Start of Data extract
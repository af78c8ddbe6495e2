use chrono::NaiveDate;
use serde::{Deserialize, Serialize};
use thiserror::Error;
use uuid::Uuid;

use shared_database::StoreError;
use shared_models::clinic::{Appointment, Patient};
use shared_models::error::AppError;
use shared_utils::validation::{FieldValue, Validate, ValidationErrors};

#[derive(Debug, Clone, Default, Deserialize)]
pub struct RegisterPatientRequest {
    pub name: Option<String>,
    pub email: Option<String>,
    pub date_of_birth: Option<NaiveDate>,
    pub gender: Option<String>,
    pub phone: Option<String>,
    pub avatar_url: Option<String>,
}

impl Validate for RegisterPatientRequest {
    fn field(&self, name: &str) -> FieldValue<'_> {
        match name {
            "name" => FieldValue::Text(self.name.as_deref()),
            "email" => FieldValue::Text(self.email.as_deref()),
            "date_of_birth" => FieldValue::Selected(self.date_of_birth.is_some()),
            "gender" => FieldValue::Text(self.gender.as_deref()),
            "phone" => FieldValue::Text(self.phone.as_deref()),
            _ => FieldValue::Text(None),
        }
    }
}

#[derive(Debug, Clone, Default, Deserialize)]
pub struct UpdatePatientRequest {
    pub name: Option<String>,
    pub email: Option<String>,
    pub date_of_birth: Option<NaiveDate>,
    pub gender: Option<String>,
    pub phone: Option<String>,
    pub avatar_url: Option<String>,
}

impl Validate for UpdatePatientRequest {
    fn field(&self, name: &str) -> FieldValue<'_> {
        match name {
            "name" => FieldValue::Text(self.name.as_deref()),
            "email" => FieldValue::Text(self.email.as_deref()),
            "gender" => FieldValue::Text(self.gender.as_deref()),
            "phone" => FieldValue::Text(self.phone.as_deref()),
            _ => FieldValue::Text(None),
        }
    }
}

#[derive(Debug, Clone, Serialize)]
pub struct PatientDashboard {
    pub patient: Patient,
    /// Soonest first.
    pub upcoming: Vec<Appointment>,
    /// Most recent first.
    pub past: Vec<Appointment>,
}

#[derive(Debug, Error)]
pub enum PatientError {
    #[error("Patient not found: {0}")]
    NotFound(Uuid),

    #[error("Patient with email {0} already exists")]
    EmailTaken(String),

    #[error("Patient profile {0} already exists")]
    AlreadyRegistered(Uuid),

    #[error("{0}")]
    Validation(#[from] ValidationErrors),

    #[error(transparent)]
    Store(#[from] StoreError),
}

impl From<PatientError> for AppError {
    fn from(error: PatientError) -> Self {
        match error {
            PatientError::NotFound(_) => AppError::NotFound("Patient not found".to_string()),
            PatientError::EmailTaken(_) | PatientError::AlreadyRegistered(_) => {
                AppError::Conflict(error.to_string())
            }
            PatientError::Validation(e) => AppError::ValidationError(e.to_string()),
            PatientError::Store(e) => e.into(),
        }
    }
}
End of Data extract
Start of Data extract
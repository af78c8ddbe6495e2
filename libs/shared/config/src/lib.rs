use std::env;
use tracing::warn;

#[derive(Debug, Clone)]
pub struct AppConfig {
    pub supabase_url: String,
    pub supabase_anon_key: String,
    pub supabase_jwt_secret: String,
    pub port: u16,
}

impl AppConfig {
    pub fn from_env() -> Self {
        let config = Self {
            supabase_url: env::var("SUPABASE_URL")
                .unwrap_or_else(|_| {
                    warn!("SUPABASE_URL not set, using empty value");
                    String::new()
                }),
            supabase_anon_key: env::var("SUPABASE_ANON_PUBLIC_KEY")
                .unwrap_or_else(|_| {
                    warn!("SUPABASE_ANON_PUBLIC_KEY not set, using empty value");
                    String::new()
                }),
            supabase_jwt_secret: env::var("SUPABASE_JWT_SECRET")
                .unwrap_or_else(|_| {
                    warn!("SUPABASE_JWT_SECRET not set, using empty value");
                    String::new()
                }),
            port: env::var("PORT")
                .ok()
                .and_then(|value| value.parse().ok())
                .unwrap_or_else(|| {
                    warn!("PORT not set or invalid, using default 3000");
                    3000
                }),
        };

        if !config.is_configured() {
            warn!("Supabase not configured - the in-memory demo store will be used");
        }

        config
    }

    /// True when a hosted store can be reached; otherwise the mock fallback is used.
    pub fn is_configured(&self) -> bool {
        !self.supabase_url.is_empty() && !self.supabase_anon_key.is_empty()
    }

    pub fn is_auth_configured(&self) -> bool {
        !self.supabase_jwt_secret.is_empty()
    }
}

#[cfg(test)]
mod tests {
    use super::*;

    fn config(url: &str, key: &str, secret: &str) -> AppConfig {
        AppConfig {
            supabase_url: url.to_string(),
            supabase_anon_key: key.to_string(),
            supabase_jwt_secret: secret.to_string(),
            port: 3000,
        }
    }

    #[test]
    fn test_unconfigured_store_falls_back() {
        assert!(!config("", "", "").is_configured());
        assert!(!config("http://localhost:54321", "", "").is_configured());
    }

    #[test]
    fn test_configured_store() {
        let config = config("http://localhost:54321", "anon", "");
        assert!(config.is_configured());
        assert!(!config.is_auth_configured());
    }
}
End of Data extract
Would you please return every line in the listing where "UpdatePatientRequest" shows up?

pub struct UpdatePatientRequest {
impl Validate for UpdatePatientRequest {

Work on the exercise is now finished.